• [AIM OF THE TASK]: Below are the records. Restate word for word every line from the one that contains "if value.is_finite() &&" through the final line, both included.

• [SUPPLIED MATERIAL]:
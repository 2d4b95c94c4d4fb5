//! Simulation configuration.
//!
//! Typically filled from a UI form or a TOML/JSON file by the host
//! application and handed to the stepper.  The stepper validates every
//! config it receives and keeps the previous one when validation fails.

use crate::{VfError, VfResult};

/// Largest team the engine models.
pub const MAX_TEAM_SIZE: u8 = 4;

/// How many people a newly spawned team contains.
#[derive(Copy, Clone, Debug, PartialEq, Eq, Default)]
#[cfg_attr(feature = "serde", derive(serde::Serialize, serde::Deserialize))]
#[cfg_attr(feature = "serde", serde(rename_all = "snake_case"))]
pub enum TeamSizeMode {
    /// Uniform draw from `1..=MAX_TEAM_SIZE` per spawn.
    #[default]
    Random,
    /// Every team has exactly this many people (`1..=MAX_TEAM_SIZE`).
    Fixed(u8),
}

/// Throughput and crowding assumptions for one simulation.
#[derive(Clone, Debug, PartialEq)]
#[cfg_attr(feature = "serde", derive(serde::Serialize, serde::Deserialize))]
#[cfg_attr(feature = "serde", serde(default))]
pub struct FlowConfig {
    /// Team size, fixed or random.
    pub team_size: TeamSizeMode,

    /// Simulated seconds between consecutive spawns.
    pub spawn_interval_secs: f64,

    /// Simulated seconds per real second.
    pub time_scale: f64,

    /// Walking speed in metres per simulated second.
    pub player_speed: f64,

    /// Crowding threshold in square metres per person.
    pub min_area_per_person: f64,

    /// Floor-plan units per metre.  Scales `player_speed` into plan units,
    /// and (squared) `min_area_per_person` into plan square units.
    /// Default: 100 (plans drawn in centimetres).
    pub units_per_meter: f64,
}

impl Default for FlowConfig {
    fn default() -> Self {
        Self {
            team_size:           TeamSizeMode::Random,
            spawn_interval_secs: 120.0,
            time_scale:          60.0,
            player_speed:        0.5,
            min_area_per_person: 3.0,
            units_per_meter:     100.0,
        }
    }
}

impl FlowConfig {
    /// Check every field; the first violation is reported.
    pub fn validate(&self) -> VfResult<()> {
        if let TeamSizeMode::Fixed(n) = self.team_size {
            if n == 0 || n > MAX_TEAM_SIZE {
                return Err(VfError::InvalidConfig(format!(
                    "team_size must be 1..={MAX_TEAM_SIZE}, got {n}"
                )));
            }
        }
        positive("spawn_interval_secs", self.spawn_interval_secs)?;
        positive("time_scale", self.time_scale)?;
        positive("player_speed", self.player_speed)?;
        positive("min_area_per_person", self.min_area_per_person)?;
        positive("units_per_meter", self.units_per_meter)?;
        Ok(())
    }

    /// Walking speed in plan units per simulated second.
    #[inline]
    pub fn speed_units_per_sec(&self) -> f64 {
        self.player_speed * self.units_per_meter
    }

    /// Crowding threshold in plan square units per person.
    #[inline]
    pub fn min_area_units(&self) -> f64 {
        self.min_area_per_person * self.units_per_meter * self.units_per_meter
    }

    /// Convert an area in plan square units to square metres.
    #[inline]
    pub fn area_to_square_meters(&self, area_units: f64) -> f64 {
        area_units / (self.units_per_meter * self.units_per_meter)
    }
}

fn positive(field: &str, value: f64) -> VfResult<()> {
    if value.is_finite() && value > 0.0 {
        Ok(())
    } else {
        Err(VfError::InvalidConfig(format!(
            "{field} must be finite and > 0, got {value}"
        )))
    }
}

• [EXERCISE OUTPUT]:
    if value.is_finite() && value > 0.0 {
        Ok(())
    } else {
        Err(VfError::InvalidConfig(format!(
            "{field} must be finite and > 0, got {value}"
        )))
    }
}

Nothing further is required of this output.